(Provided data begins)

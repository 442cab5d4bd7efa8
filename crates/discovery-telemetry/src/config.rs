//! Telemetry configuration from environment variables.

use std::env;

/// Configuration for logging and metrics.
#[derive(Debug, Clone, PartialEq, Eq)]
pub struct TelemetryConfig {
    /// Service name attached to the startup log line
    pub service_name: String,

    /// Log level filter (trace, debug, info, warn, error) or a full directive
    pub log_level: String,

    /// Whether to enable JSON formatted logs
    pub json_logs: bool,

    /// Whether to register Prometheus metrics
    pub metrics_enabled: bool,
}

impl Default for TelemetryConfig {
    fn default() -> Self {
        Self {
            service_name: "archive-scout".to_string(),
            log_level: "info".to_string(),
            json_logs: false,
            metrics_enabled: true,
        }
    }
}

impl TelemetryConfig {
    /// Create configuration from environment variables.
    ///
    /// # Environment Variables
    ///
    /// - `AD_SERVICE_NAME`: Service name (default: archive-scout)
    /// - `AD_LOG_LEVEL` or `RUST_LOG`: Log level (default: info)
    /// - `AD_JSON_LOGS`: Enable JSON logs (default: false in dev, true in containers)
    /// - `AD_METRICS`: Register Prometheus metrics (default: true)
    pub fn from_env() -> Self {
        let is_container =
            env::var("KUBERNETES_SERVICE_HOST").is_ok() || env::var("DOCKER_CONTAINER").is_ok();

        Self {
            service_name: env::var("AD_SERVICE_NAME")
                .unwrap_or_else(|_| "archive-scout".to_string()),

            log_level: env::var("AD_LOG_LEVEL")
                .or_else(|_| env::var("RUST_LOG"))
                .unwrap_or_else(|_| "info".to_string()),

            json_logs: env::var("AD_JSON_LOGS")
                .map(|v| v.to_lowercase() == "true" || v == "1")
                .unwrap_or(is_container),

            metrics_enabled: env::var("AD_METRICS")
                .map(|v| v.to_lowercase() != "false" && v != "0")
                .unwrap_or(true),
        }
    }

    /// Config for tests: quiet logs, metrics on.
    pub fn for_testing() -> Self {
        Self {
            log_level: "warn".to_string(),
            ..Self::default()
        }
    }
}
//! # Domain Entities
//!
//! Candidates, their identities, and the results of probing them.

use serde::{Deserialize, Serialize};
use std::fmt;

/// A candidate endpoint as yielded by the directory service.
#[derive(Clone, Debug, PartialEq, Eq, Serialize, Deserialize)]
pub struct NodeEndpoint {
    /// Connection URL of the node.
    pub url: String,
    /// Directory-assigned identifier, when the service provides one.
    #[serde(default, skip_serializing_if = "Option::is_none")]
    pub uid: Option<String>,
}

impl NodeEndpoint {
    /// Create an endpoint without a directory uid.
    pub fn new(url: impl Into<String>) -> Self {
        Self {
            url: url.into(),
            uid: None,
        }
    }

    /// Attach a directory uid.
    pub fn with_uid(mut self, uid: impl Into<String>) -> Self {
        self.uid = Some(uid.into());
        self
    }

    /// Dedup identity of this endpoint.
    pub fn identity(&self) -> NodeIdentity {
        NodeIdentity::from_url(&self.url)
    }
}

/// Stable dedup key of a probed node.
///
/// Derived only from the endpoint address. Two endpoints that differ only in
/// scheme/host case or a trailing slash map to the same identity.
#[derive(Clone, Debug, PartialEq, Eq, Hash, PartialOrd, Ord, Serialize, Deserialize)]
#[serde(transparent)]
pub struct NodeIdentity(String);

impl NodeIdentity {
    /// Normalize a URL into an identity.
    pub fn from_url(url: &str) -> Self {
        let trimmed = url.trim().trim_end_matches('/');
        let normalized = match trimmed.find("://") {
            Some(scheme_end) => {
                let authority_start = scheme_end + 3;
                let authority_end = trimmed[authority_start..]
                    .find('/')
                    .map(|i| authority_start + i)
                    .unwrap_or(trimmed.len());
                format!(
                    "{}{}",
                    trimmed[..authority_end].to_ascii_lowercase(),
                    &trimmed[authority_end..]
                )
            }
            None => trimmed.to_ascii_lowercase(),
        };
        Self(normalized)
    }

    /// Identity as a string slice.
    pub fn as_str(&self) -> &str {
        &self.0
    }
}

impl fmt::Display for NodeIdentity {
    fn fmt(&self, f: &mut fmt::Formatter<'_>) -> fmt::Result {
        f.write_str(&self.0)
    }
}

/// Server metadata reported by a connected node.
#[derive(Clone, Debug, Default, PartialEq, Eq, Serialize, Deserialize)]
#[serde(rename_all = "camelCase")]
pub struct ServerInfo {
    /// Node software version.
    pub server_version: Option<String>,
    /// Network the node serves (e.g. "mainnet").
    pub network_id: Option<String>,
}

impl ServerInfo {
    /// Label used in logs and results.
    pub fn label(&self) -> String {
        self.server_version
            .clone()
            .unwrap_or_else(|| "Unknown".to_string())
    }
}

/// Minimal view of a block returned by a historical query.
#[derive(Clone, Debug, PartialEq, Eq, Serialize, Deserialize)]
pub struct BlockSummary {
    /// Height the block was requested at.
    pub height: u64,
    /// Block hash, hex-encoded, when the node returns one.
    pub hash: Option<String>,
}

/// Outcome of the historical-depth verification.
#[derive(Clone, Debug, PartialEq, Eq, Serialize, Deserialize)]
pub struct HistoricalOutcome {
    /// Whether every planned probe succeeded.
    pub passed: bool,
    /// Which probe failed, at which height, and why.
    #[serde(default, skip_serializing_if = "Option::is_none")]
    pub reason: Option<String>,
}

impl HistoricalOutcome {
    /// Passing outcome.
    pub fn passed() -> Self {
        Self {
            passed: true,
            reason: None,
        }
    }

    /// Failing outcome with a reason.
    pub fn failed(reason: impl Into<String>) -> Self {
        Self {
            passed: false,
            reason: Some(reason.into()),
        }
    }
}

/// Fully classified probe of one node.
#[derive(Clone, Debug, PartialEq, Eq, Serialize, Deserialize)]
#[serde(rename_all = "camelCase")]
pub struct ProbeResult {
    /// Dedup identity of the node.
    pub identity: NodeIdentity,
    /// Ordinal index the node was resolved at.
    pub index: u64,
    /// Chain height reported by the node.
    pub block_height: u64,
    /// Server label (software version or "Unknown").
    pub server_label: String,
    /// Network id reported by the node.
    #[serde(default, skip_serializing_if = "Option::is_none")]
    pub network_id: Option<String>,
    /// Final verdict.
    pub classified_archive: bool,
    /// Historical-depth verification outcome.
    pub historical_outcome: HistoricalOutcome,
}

(Provided data ends)

Return exactly, and only, the lines above starting at the line that contains "NodeIdentity::from_url(&self.url)" and ending at the line that contains "into an identity.".

Output for this task »
        NodeIdentity::from_url(&self.url)
    }
}

/// Stable dedup key of a probed node.
///
/// Derived only from the endpoint address. Two endpoints that differ only in
/// scheme/host case or a trailing slash map to the same identity.
#[derive(Clone, Debug, PartialEq, Eq, Hash, PartialOrd, Ord, Serialize, Deserialize)]
#[serde(transparent)]
pub struct NodeIdentity(String);

impl NodeIdentity {
    /// Normalize a URL into an identity.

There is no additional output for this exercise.